La democrazia in Europa è lenta, farraginosa e bizantina. Pensare che in un grande Paese come la Germania, dopo mesi di trattative, non si arrivi alla formazione di un Governo, lascia intendere come tutto affondi. Non c’è una legge in grado di definire un vincitore dopo il voto. Non c’è neanche in Spagna. Non esiste neanche in Italia. Il Vecchio Continente deve dotarsi di leggi moderne, efficaci, al passo con i tempi, di meccanismi che diano certezze. Anche piuttosto spiccioli ma efficaci. chi prende un voto in più governa o si va ad un ballottaggio. Berlino prova ad uscire dallo stallo e lo farà con la Grosse Koalition, le stesse larghe intese alle quali con ogni probabilità dovrà ricorrere Roma in primavera.
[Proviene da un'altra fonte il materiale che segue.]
use actix_web::{
    dev::{forward_ready, Service, ServiceRequest, ServiceResponse, Transform},
    http::header::{HeaderName, HeaderValue},
    Error, HttpMessage,
};
use futures::future::LocalBoxFuture;
use log::{info, log, Level};
use std::rc::Rc;
use std::time::Instant;

pub const REQUEST_ID_HEADER: &str = "x-request-id";

/// Request id assigned by [`LoggerMiddleware`], available to handlers
/// through request extensions.
#[derive(Debug, Clone)]
pub struct RequestId(pub String);

/// Request logging middleware
///
/// Tags each request with an id, echoes it in the `x-request-id` response
/// header, and logs method, path, status and latency. Client and server
/// errors are logged at warn level.
pub struct LoggerMiddleware;

impl<S, B> Transform<S, ServiceRequest> for LoggerMiddleware
where
    S: Service<ServiceRequest, Response = ServiceResponse<B>, Error = Error> + 'static,
    S::Future: 'static,
    B: 'static,
{
    type Response = ServiceResponse<B>;
    type Error = Error;
    type InitError = ();
    type Transform = LoggerMiddlewareService<S>;
    type Future = std::future::Ready<Result<Self::Transform, Self::InitError>>;

    fn new_transform(&self, service: S) -> Self::Future {
        std::future::ready(Ok(LoggerMiddlewareService {
            service: Rc::new(service),
        }))
    }
}

pub struct LoggerMiddlewareService<S> {
    service: Rc<S>,
}

impl<S, B> Service<ServiceRequest> for LoggerMiddlewareService<S>
where
    S: Service<ServiceRequest, Response = ServiceResponse<B>, Error = Error> + 'static,
    S::Future: 'static,
    B: 'static,
{
    type Response = ServiceResponse<B>;
    type Error = Error;
    type Future = LocalBoxFuture<'static, Result<Self::Response, Self::Error>>;

    forward_ready!(service);

    fn call(&self, req: ServiceRequest) -> Self::Future {
        let start_time = Instant::now();
        let request_id = uuid::Uuid::new_v4().to_string();
        let method = req.method().to_string();
        let path = req.path().to_string();

        req.extensions_mut().insert(RequestId(request_id.clone()));
        info!("[{}] Request started: {} {}", request_id, method, path);

        let service = self.service.clone();

        Box::pin(async move {
            let mut res = service.call(req).await?;

            let status = res.status();
            let level = if status.is_client_error() || status.is_server_error() {
                Level::Warn
            } else {
                Level::Info
            };
            log!(
                level,
                "[{}] Request completed: {} {} - Status: {} ({}ms)",
                request_id,
                method,
                path,
                status.as_u16(),
                start_time.elapsed().as_millis()
            );

            if let Ok(value) = HeaderValue::from_str(&request_id) {
                res.headers_mut()
                    .insert(HeaderName::from_static(REQUEST_ID_HEADER), value);
            }

            Ok(res)
        })
    }
}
Si profila un nuovo accordo tra cristiano-democratici e socialdemocratici, unica opzione per formare il nuovo governo ed evitare un prematuro ritorno alle urne. A quattro mesi dalle politiche Angela Merkel non è ancora riuscita a trovare i numeri per creare il suo quarto esecutivo.
L’ipotesi di un’alleanza “Giamaica” con Verdi e liberali è fallita miseramente. La Angela Merkel deve trattare con Martin Schulz. Incontri esplorativi che aprono la strada alla trattativa.